Background Bevacizumab resistance severely limits long term efficacy in metastatic colorectal cancer (CRC). This study aimed to develop and validate a bevacizumab resistance associated gene signature for prognosis prediction and immune microenvironment characterization in CRC. Methods Two GEO datasets (GSE19862, GSE86582) with bevacizumab response data and TCGA COAD/READ RNA seq data were analyzed. Overlapping differentially expressed genes (DEGs) linked to both CRC progression and bevacizumab resistance were identified.

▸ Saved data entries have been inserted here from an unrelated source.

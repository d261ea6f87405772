use physics::{ArmConfig, ArmRig, PhysicsSim, Vec3};

fn close(a: Vec3, b: Vec3) -> bool {
    (a - b).length() < 1e-4
}

#[test]
fn rest_pose_hangs_straight_down() {
    let mut sim = PhysicsSim::new();
    let anchor = Vec3::new(10.0, 2.0, -3.0);
    let arm = ArmRig::new(&mut sim, anchor, ArmConfig::default());

    assert!(close(sim.bodies[arm.upper].pos, anchor + Vec3::new(0.0, -4.0, 0.0)));
    assert!(close(sim.bodies[arm.lower].pos, anchor + Vec3::new(0.0, -10.0, 0.0)));
    assert!(close(sim.bodies[arm.hand].pos, anchor + Vec3::new(0.0, -12.0, 0.0)));
    assert!(close(sim.bodies[arm.base].pos, anchor));
    for idx in arm.bodies() {
        assert_eq!(sim.bodies[idx].vel, Vec3::ZERO);
    }
}

#[test]
fn stepping_without_torque_keeps_rest_pose() {
    let mut sim = PhysicsSim::new();
    let arm = ArmRig::new(&mut sim, Vec3::ZERO, ArmConfig::default());
    sim.run(20);
    assert!(close(sim.bodies[arm.hand].pos, Vec3::new(0.0, -12.0, 0.0)));
    assert!(sim.bodies[arm.upper].vel.length() < 1e-4);
}

#[test]
fn links_stay_attached_under_torque() {
    let mut sim = PhysicsSim::new();
    let config = ArmConfig::default();
    let arm = ArmRig::new(&mut sim, Vec3::ZERO, config.clone());
    for _ in 0..50 {
        sim.add_torque(arm.upper, Vec3::new(150.0, 0.0, -80.0)).unwrap();
        sim.add_torque(arm.lower, Vec3::new(-40.0, 0.0, 150.0)).unwrap();
        sim.step();
    }

    let upper = sim.bodies[arm.upper].pos;
    let lower = sim.bodies[arm.lower].pos;
    let hand = sim.bodies[arm.hand].pos;
    // Upper centre sits half a link from the shoulder.
    assert!((upper.length() - config.upper_length / 2.0).abs() < 1e-3);
    // Elbow is shared: hand minus lower centre equals half the lower link.
    assert!((hand.distance(lower) - config.lower_length / 2.0).abs() < 1e-3);
    let elbow = upper * 2.0;
    assert!((elbow.distance(hand) - config.lower_length).abs() < 1e-3);
}

#[test]
fn linear_velocity_follows_motion() {
    let mut sim = PhysicsSim::new();
    let arm = ArmRig::new(&mut sim, Vec3::ZERO, ArmConfig::default());
    sim.add_torque(arm.upper, Vec3::new(150.0, 0.0, 0.0)).unwrap();
    let before = sim.bodies[arm.upper].pos;
    sim.step();
    let body = sim.bodies[arm.upper];
    let expected = (body.pos - before) / sim.params.dt;
    assert!(close(body.vel, expected));
    assert!(body.vel.length() > 0.0);
}

#[test]
fn local_position_is_relative_to_anchor() {
    let mut sim = PhysicsSim::new();
    let anchor = Vec3::new(5.0, 0.0, 0.0);
    let arm = ArmRig::new(&mut sim, anchor, ArmConfig::default());
    let local = arm.local_position(&sim, arm.upper).unwrap();
    assert!(close(local, Vec3::new(0.0, -4.0, 0.0)));
    assert!(arm.local_position(&sim, 99).is_none());
    assert!(arm.is_bound(&sim));
}

#[test]
fn solve_chains_brings_hand_along_with_posed_links() {
    let mut sim = PhysicsSim::new();
    let arm = ArmRig::new(&mut sim, Vec3::ZERO, ArmConfig::default());
    for _ in 0..40 {
        sim.add_torque(arm.upper, Vec3::new(150.0, 0.0, 150.0)).unwrap();
        sim.step();
    }
    assert!(!close(sim.bodies[arm.hand].pos, Vec3::new(0.0, -12.0, 0.0)));

    let flipped = physics::transform::from_euler_degrees(180.0, 0.0, 0.0);
    sim.set_pose(arm.upper, Vec3::new(0.0, -4.0, 0.0), flipped).unwrap();
    sim.set_pose(arm.lower, Vec3::new(0.0, -10.0, 0.0), flipped).unwrap();
    sim.set_velocity(arm.upper, Vec3::ZERO, Vec3::ZERO).unwrap();
    sim.set_velocity(arm.lower, Vec3::ZERO, Vec3::ZERO).unwrap();
    sim.solve_chains();

    let hand = sim.bodies[arm.hand];
    assert!(close(hand.pos, Vec3::new(0.0, -12.0, 0.0)));
    assert_eq!(hand.prev_pos, hand.pos);
    assert_eq!(hand.vel, Vec3::ZERO);

    // No spurious velocity on the step after the snap.
    sim.step();
    assert!(sim.bodies[arm.hand].vel.length() < 1e-3);
}
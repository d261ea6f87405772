use physics::PhysicsSim;

use crate::error::AgentError;
use crate::sensor::VectorSensor;

/// Reinforcement learning agent driven by an external loop.
///
/// The loop calls [`init`] once, then [`observe`] and [`act`] once per
/// simulation step, and [`reset`] at every episode boundary. All calls happen
/// on one thread and never overlap, so implementations may freely mutate the
/// simulation they are handed.
///
/// [`init`]: Agent::init
/// [`observe`]: Agent::observe
/// [`act`]: Agent::act
/// [`reset`]: Agent::reset
pub trait Agent {
    /// Bind to the simulation and read the initial configuration.
    ///
    /// # Errors
    ///
    /// Fails if a body the agent controls is missing from `sim`.
    fn init(&mut self, sim: &PhysicsSim) -> Result<(), AgentError>;

    /// Write the current observation into `sensor`.
    ///
    /// # Errors
    ///
    /// Fails if a body the agent reads is missing from `sim`.
    fn observe(&mut self, sim: &PhysicsSim, sensor: &mut VectorSensor) -> Result<(), AgentError>;

    /// Apply one action vector of length [`action_size`](Agent::action_size).
    ///
    /// # Errors
    ///
    /// Fails on a wrongly sized action vector or a missing body.
    fn act(&mut self, sim: &mut PhysicsSim, actions: &[f32]) -> Result<(), AgentError>;

    /// Start a new episode.
    ///
    /// # Errors
    ///
    /// Fails if a body the agent resets is missing from `sim`.
    fn reset(&mut self, sim: &mut PhysicsSim) -> Result<(), AgentError>;

    /// Size of the observation vector.
    fn observation_size(&self) -> usize;

    /// Size of the action vector.
    fn action_size(&self) -> usize;
}
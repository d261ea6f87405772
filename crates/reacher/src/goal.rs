//! Goal placement and reward shaping math.
//!
//! Everything here is free of simulation state so it can be checked in
//! isolation; [`ReacherAgent`](crate::ReacherAgent) wires it to the bodies.

use physics::Vec3;

/// Torque applied per unit of action.
pub const TORQUE_SCALE: f32 = 150.0;
/// Radius of the circle the goal travels on.
pub const GOAL_ORBIT_RADIUS: f32 = 8.0;
/// Frames that must pass after a touch before the goal jumps.
pub const RELOCATE_DELAY: u64 = 50;
/// Reward lost per unit of summed link speed, each update.
pub const MOVE_PENALTY: f32 = 0.0001;
pub const SLOT_COUNT: u8 = 4;

/// Clamp an action to `[-1, 1]` and scale it to a torque component.
///
/// NaN maps to zero so the output is always bounded.
#[must_use]
pub fn scaled_torque(action: f32) -> f32 {
    if action.is_nan() {
        return 0.0;
    }
    action.clamp(-1.0, 1.0) * TORQUE_SCALE
}

/// Goal offset from the reference position for an angle in degrees.
///
/// The goal runs on a horizontal circle of radius [`GOAL_ORBIT_RADIUS`] with a
/// vertical cosine wobble of amplitude `deviation` and `deviation_freq` cycles
/// per revolution.
#[must_use]
pub fn goal_offset(degrees: f32, deviation: f32, deviation_freq: f32) -> Vec3 {
    let radians = degrees * std::f32::consts::PI / 180.0;
    let along_z = GOAL_ORBIT_RADIUS * radians.cos();
    let along_x = GOAL_ORBIT_RADIUS * radians.sin();
    let vertical = deviation * (deviation_freq * radians).cos();
    Vec3::new(along_x, vertical, along_z)
}

#[must_use]
pub fn goal_position(reference: Vec3, degrees: f32, deviation: f32, deviation_freq: f32) -> Vec3 {
    goal_offset(degrees, deviation, deviation_freq) + reference
}

/// Per-update reward for moving the links at `move_speed`, a sum of speeds.
#[must_use]
pub fn move_penalty(move_speed: f32) -> f32 {
    -MOVE_PENALTY * move_speed
}

/// One of the four quadrant positions of the goal.
#[derive(Copy, Clone, Debug, PartialEq, Eq, Default)]
pub struct TargetSlot(u8);

impl TargetSlot {
    /// `None` if `index` is not below [`SLOT_COUNT`].
    #[must_use]
    pub fn new(index: u8) -> Option<Self> {
        (index < SLOT_COUNT).then_some(Self(index))
    }

    /// Uniform draw over all slots.
    #[must_use]
    pub fn random(rng: &fastrand::Rng) -> Self {
        Self(rng.u8(0..SLOT_COUNT))
    }

    /// Uniform draw over every slot except `self`, by redrawing until different.
    #[must_use]
    pub fn reselect(self, rng: &fastrand::Rng) -> Self {
        loop {
            let candidate = Self::random(rng);
            if candidate != self {
                return candidate;
            }
        }
    }

    #[must_use]
    pub fn index(self) -> u8 {
        self.0
    }

    /// Goal angle for this slot.
    #[must_use]
    pub fn degrees(self) -> f32 {
        f32::from(self.0) * 90.0
    }
}

/// Touch flag and the frame stamps around it.
#[derive(Copy, Clone, Debug, Default, PartialEq, Eq)]
pub struct TouchState {
    pub just_touched: bool,
    /// Frame of the first contact since the goal last moved.
    pub time_touched: u64,
    /// Frame at which the current slot became active.
    pub time_active: u64,
}

impl TouchState {
    /// Register a contact. Returns `true` on the first contact only; the
    /// timestamp is not refreshed while the flag is already set.
    pub fn touch(&mut self, frame: u64) -> bool {
        if self.just_touched {
            return false;
        }
        self.just_touched = true;
        self.time_touched = frame;
        true
    }

    /// Whether the goal should jump at `frame`.
    #[must_use]
    pub fn should_relocate(&self, frame: u64) -> bool {
        self.just_touched && frame.saturating_sub(self.time_touched) >= RELOCATE_DELAY
    }

    /// Mark a new slot active and clear the touch.
    pub fn activate(&mut self, frame: u64) {
        self.just_touched = false;
        self.time_active = frame;
    }
}
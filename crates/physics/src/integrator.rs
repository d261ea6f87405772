//! # Physics Integration
//!
//! Numerical integration of body state: torque to angular velocity,
//! angular velocity to orientation, and linear velocity to position.

use crate::transform::integrate_orientation;
use crate::types::{Body, BodyType, PhysParams, Vec3};

/// Integrate accumulated torques into angular velocity and clear them.
///
/// Uses explicit Euler, followed by drag of the form `1 / (1 + dt * drag)` and
/// a hard cap on angular speed.
pub fn apply_torques(bodies: &mut [Body], params: &PhysParams) {
    let dt = params.dt;
    let drag = 1.0 / (1.0 + dt * params.angular_damping);
    for body in bodies.iter_mut() {
        if body.body_type == BodyType::Dynamic {
            let inertia = body.inertia.max(f32::EPSILON);
            body.angular_vel += body.torque / inertia * dt;
            body.angular_vel *= drag;
            let speed = body.angular_vel.length();
            if speed > params.max_angular_speed {
                body.angular_vel *= params.max_angular_speed / speed;
            }
        }
        body.torque = Vec3::ZERO;
    }
}

/// Integrate orientations of dynamic bodies.
pub fn integrate_orientations(bodies: &mut [Body], dt: f32) {
    for body in bodies.iter_mut().filter(|b| b.body_type == BodyType::Dynamic) {
        body.orientation = integrate_orientation(body.orientation, body.angular_vel, dt);
    }
}

/// Integrate positions of dynamic bodies from their linear velocity.
///
/// Bodies driven by a kinematic chain are overwritten afterwards, so this only
/// matters for free bodies.
pub fn integrate_positions(bodies: &mut [Body], dt: f32) {
    for body in bodies.iter_mut() {
        body.prev_pos = body.pos;
        if body.body_type == BodyType::Dynamic {
            body.pos += body.vel * dt;
        }
    }
}
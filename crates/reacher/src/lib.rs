#![deny(clippy::all, clippy::pedantic)]
#![allow(clippy::module_name_repetitions)]
//! # Reacher
//!
//! Episode controller for a two-link reaching arm, plus the pieces needed to
//! drive it outside a game engine.
//!
//! -   [`ReacherAgent`] implements the [`Agent`] callbacks: it observes arm
//!     state, turns actions into joint torques, moves the goal around the
//!     shoulder, and shapes reward with a movement penalty.
//! -   [`EnvironmentParameters`] and [`StatsRecorder`] are injected into the
//!     agent instead of being looked up globally.
//! -   [`Arena`] wires agent, physics, touch detection and a [`Policy`] into a
//!     complete episode loop.

pub mod agent;
pub mod arena;
pub mod error;
pub mod goal;
pub mod params;
pub mod policy;
pub mod reacher;
pub mod sensor;
pub mod stats;
pub mod touch;

pub use agent::Agent;
pub use arena::{Arena, ArenaConfig, EpisodeSummary, StepResult};
pub use error::AgentError;
pub use goal::{TargetSlot, TouchState};
pub use params::{EnvironmentParameters, ParameterStore};
pub use policy::{Policy, PolicyKind, RandomPolicy, ZeroPolicy};
pub use reacher::{ReacherAgent, ResetParameters, ACTION_SIZE, OBSERVATION_SIZE};
pub use sensor::VectorSensor;
pub use stats::{SharedStats, StatAggregation, StatSummary, StatsCollector, StatsRecorder};
pub use touch::GoalTouchDetector;
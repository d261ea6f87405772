//! Runtime configuration.
//!
//! Values come from, in increasing priority: built-in defaults, the JSON
//! config file, a separate JSON parameter file, and command-line flags.

use std::fs;
use std::path::{Path, PathBuf};

use anyhow::{Context, Result};
use reacher::{ArenaConfig, ParameterStore, PolicyKind};
use serde::{Deserialize, Serialize};

#[derive(Clone, Debug, PartialEq, Serialize, Deserialize)]
#[serde(default)]
pub struct RuntimeConfig {
    pub episodes: u32,
    pub policy: PolicyKind,
    pub policy_seed: u64,
    pub arena: ArenaConfig,
    /// Episode parameters read by the agent on every reset.
    pub parameters: ParameterStore,
    pub stats_out: Option<PathBuf>,
}

impl Default for RuntimeConfig {
    fn default() -> Self {
        Self {
            episodes: 1,
            policy: PolicyKind::Random,
            policy_seed: 0,
            arena: ArenaConfig::default(),
            parameters: ParameterStore::new(),
            stats_out: None,
        }
    }
}

impl RuntimeConfig {
    pub fn from_json(json: &str) -> Result<Self> {
        serde_json::from_str(json).context("invalid runtime config")
    }

    pub fn load(path: &Path) -> Result<Self> {
        let text = fs::read_to_string(path).with_context(|| format!("cannot read {}", path.display()))?;
        Self::from_json(&text).with_context(|| format!("in {}", path.display()))
    }
}

/// Episode parameters: config table, then the parameter file, then `key=value` overrides.
pub fn resolve_parameters(
    base: &ParameterStore,
    params_file: Option<&Path>,
    overrides: &[String],
) -> Result<ParameterStore> {
    let mut params = base.clone();
    if let Some(path) = params_file {
        let text = fs::read_to_string(path).with_context(|| format!("cannot read {}", path.display()))?;
        let file = ParameterStore::from_json(&text).with_context(|| format!("in {}", path.display()))?;
        params.merge(&file);
    }
    for pair in overrides {
        params.apply_override(pair)?;
    }
    Ok(params)
}

/// Re-read the parameter layers after the parameter file changed.
///
/// Returns `None` when the new file cannot be used; the caller keeps running
/// with the parameters it already has.
pub fn reload_parameters(base: &ParameterStore, params_file: &Path, overrides: &[String]) -> Option<ParameterStore> {
    match resolve_parameters(base, Some(params_file), overrides) {
        Ok(params) => {
            tracing::info!("Parameter file changed, reloading.");
            Some(params)
        }
        Err(e) => {
            tracing::error!("Keeping previous parameters: {e:#}");
            None
        }
    }
}
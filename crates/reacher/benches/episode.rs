use criterion::{criterion_group, criterion_main, Criterion};
use reacher::{Arena, ArenaConfig, ParameterStore, RandomPolicy};

fn bench_episode(c: &mut Criterion) {
    let config = ArenaConfig { max_steps: 1000, ..ArenaConfig::default() };
    let mut arena = Arena::new(config, ParameterStore::new()).expect("valid arena config");
    let mut policy = RandomPolicy::new(0);
    c.bench_function("reacher_episode_1000_steps", |b| {
        b.iter(|| arena.run_episode(&mut policy).expect("episode runs"));
    });
}

criterion_group!(benches, bench_episode);
criterion_main!(benches);
//! Telemetry side channel.
//!
//! Agents push named samples into a [`StatsRecorder`]; the driving loop owns
//! the concrete collector and reads it back for logging or export.

use std::cell::RefCell;
use std::collections::BTreeMap;
use std::rc::Rc;

use serde::Serialize;

/// How repeated samples for one key are summarised.
#[derive(Copy, Clone, Debug, Default, PartialEq, Eq, Serialize)]
pub enum StatAggregation {
    /// Mean of all samples.
    #[default]
    Average,
    /// Only the latest sample.
    MostRecent,
    /// Running sum.
    Sum,
}

pub trait StatsRecorder {
    fn add(&mut self, key: &str, value: f32, aggregation: StatAggregation);
}

/// Recorder shared between the agent and the loop that drives it.
pub type SharedStats = Rc<RefCell<dyn StatsRecorder>>;

#[derive(Clone, Debug, PartialEq, Serialize)]
pub struct StatSummary {
    pub aggregation: StatAggregation,
    pub count: u64,
    pub sum: f64,
    pub min: f32,
    pub max: f32,
    pub last: f32,
}

impl StatSummary {
    fn new(aggregation: StatAggregation, value: f32) -> Self {
        Self {
            aggregation,
            count: 1,
            sum: f64::from(value),
            min: value,
            max: value,
            last: value,
        }
    }

    fn push(&mut self, value: f32) {
        self.count += 1;
        self.sum += f64::from(value);
        self.min = self.min.min(value);
        self.max = self.max.max(value);
        self.last = value;
    }

    #[must_use]
    #[allow(clippy::cast_precision_loss)]
    pub fn mean(&self) -> f64 {
        if self.count == 0 {
            0.0
        } else {
            self.sum / self.count as f64
        }
    }

    /// The value this key reports under its aggregation.
    #[must_use]
    pub fn value(&self) -> f64 {
        match self.aggregation {
            StatAggregation::Average => self.mean(),
            StatAggregation::MostRecent => f64::from(self.last),
            StatAggregation::Sum => self.sum,
        }
    }
}

/// Keeps a running summary per key.
#[derive(Clone, Debug, Default, Serialize)]
#[serde(transparent)]
pub struct StatsCollector {
    entries: BTreeMap<String, StatSummary>,
}

impl StatsCollector {
    #[must_use]
    pub fn new() -> Self {
        Self::default()
    }

    /// Collector wrapped for sharing with an agent.
    #[must_use]
    pub fn shared() -> Rc<RefCell<Self>> {
        Rc::new(RefCell::new(Self::new()))
    }

    #[must_use]
    pub fn get(&self, key: &str) -> Option<&StatSummary> {
        self.entries.get(key)
    }

    pub fn iter(&self) -> impl Iterator<Item = (&str, &StatSummary)> {
        self.entries.iter().map(|(k, v)| (k.as_str(), v))
    }

    #[must_use]
    pub fn is_empty(&self) -> bool {
        self.entries.is_empty()
    }

    pub fn clear(&mut self) {
        self.entries.clear();
    }

    /// # Errors
    ///
    /// Propagates serialization failures from `serde_json`.
    pub fn to_json(&self) -> Result<String, serde_json::Error> {
        serde_json::to_string_pretty(self)
    }
}

impl StatsRecorder for StatsCollector {
    fn add(&mut self, key: &str, value: f32, aggregation: StatAggregation) {
        match self.entries.get_mut(key) {
            Some(summary) => {
                if summary.aggregation != aggregation {
                    tracing::warn!(key, "stat recorded with a different aggregation, keeping the first");
                }
                summary.push(value);
            }
            None => {
                self.entries.insert(key.to_owned(), StatSummary::new(aggregation, value));
            }
        }
    }
}
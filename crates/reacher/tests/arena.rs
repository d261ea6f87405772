use physics::Vec3;
use reacher::arena::{CUMULATIVE_REWARD, EPISODE_LENGTH};
use reacher::{AgentError, Arena, ArenaConfig, ParameterStore, Policy, RandomPolicy, ZeroPolicy};

fn short_config(max_steps: u32) -> ArenaConfig {
    ArenaConfig { max_steps, ..ArenaConfig::default() }
}

struct CountingPolicy {
    calls: u32,
}

impl Policy for CountingPolicy {
    fn act(&mut self, observation: &[f32], actions: &mut [f32]) {
        assert_eq!(observation.len(), 33);
        self.calls += 1;
        actions.fill(0.5);
    }
}

#[test]
fn rejects_invalid_config() {
    assert!(matches!(
        Arena::new(short_config(0), ParameterStore::new()),
        Err(AgentError::InvalidEpisodeLength)
    ));
    let config = ArenaConfig { decision_period: 0, ..short_config(10) };
    assert!(matches!(Arena::new(config, ParameterStore::new()), Err(AgentError::InvalidParameter(_))));
    let config = ArenaConfig { dt: 0.0, ..short_config(10) };
    assert!(matches!(Arena::new(config, ParameterStore::new()), Err(AgentError::InvalidParameter(_))));
}

#[test]
fn idle_episode_has_no_penalty() -> anyhow::Result<()> {
    let mut arena = Arena::new(short_config(100), ParameterStore::new())?;
    let summary = arena.run_episode(&mut ZeroPolicy)?;
    assert_eq!(summary.steps, 100);
    assert_eq!(summary.episode, 0);
    assert!(summary.cumulative_reward.abs() < 1e-9);
    assert_eq!(arena.sim().frame_count(), 100);
    assert_eq!(arena.episodes(), 1);
    Ok(())
}

#[test]
fn moving_arm_is_penalised() -> anyhow::Result<()> {
    let mut arena = Arena::new(short_config(200), ParameterStore::new())?;
    let summary = arena.run_episode(&mut RandomPolicy::new(11))?;
    assert!(summary.cumulative_reward < 0.0);
    assert_eq!(arena.observation().len(), 33);

    let stats = arena.stats();
    assert_eq!(stats.get("Distance to base").unwrap().count, 200);
    assert_eq!(stats.get(EPISODE_LENGTH).unwrap().value(), 200.0);
    assert!(stats.get(CUMULATIVE_REWARD).unwrap().value() < 0.0);
    Ok(())
}

#[test]
fn decision_period_repeats_actions() -> anyhow::Result<()> {
    let config = ArenaConfig { decision_period: 5, ..short_config(20) };
    let mut arena = Arena::new(config, ParameterStore::new())?;
    let mut policy = CountingPolicy { calls: 0 };
    arena.run_episode(&mut policy)?;
    assert_eq!(policy.calls, 4);
    Ok(())
}

#[test]
fn episodes_restart_from_rest() -> anyhow::Result<()> {
    let mut arena = Arena::new(short_config(50), ParameterStore::new())?;
    let mut policy = RandomPolicy::new(3);
    arena.run_episode(&mut policy)?;
    arena.begin_episode()?;
    let agent = arena.agent();
    let upper = arena.sim().bodies[agent.rig().upper];
    assert!((upper.pos.y + 4.0).abs() < 1e-4);
    assert_eq!(agent.step_count(), 0);

    // The hand follows the links back to rest before anything is observed.
    let hand = arena.sim().bodies[agent.rig().hand];
    assert!((hand.pos - Vec3::new(0.0, -12.0, 0.0)).length() < 1e-4);
    assert_eq!(hand.vel, Vec3::ZERO);

    arena.step(&mut ZeroPolicy)?;
    let obs = arena.observation();
    assert!((Vec3::new(obs[29], obs[30], obs[31]) - Vec3::new(0.0, -12.0, 0.0)).length() < 1e-4);
    Ok(())
}

#[test]
fn fresh_arena_is_ready_to_step() -> anyhow::Result<()> {
    let mut arena = Arena::new(short_config(10), ParameterStore::new())?;
    let goal = arena.sim().bodies[arena.agent().rig().goal];
    assert!((goal.pos.length() - 8.0).abs() < 1e-4);
    assert_eq!(goal.scale, Vec3::splat(5.0));
    arena.step(&mut ZeroPolicy)?;
    assert_eq!(arena.agent().step_count(), 1);
    Ok(())
}

#[test]
fn same_seeds_give_same_episodes() -> anyhow::Result<()> {
    let run = || -> anyhow::Result<_> {
        let mut params = ParameterStore::new();
        params.set("goal_speed", 1.0);
        params.set("deviation", 2.0);
        params.set("deviation_freq", 1.0);
        let config = ArenaConfig { seed: 17, ..short_config(300) };
        let mut arena = Arena::new(config, params)?;
        let mut policy = RandomPolicy::new(5);
        let first = arena.run_episode(&mut policy)?;
        let second = arena.run_episode(&mut policy)?;
        Ok((first, second))
    };
    assert_eq!(run()?, run()?);
    Ok(())
}

#[test]
fn touching_goal_is_counted() -> anyhow::Result<()> {
    // A goal large enough to swallow the hand is touched on the first step.
    let mut params = ParameterStore::new();
    params.set("goal_size", 40.0);
    let mut arena = Arena::new(short_config(120), params)?;
    let summary = arena.run_episode(&mut ZeroPolicy)?;
    assert!(summary.touches >= 1);
    // Every relocation needs a fresh touch plus the cooldown.
    assert!(summary.relocations >= 1);
    assert!(summary.relocations <= summary.touches);
    Ok(())
}

#[test]
fn updated_parameters_apply_on_next_episode() -> anyhow::Result<()> {
    let mut arena = Arena::new(short_config(10), ParameterStore::new())?;
    arena.run_episode(&mut ZeroPolicy)?;
    assert_eq!(arena.agent().reset_parameters().goal_size, 5.0);

    let mut params = ParameterStore::new();
    params.set("goal_size", 2.0);
    arena.update_parameters(params);
    assert_eq!(arena.agent().reset_parameters().goal_size, 5.0);

    arena.run_episode(&mut ZeroPolicy)?;
    assert_eq!(arena.agent().reset_parameters().goal_size, 2.0);
    let goal = arena.agent().rig().goal;
    assert_eq!(arena.sim().bodies[goal].scale.x, 2.0);
    Ok(())
}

An 8 gene signature (AXIN2, PSORS1C1, KRT74, SLC2A3, STIL, IL33, GALNT6, HSD11B2) was constructed via univariate Cox and LASSO Cox regression. Results In the TCGA cohort, high risk patients had shorter overall survival (OS; log rank P < 0.0001). Time dependent ROC yielded 1 year AUC = 0.638, 3 year AUC = 0.657, and 5 year AUC = 0.757. Multivariate Cox regression confirmed the risk score as an independent prognostic factor. External validation in GSE39582 (optimal cutoff = -1.49) replicated these findings: high risk patients had inferior OS (P = 0.0016) with acceptable 1/3/5 year AUCs and retained independent prognostic value (HR = 1.634, P = 0.00415). CIBERSORT and ESTIMATE analyses showed that the high risk group was characterized by increased M2 macrophages and neutrophils, higher immune and stromal scores, and reduced activated memory CD4 T cells, monocytes, and activated dendritic cells (all P < 0.05). GSEA highlighted enrichment of TNF /NF {kappa}B, IL 6/JAK/STAT3, and immune checkpoint pathways in the high risk group. AXIN2 (HR = 0.829, P = 0.032) was an independent protective factor, while PSORS1C1 (HR = 1.356, P = 0.048) was an independent risk factor. Conclusion The 8 gene bevacizumab resistance signature robustly predicts prognosis and reflects an immunosuppressive microenvironment closely linked to bevacizumab failure in CRC. These findings provide novel insights into immune mediated resistance and support clinical risk stratification.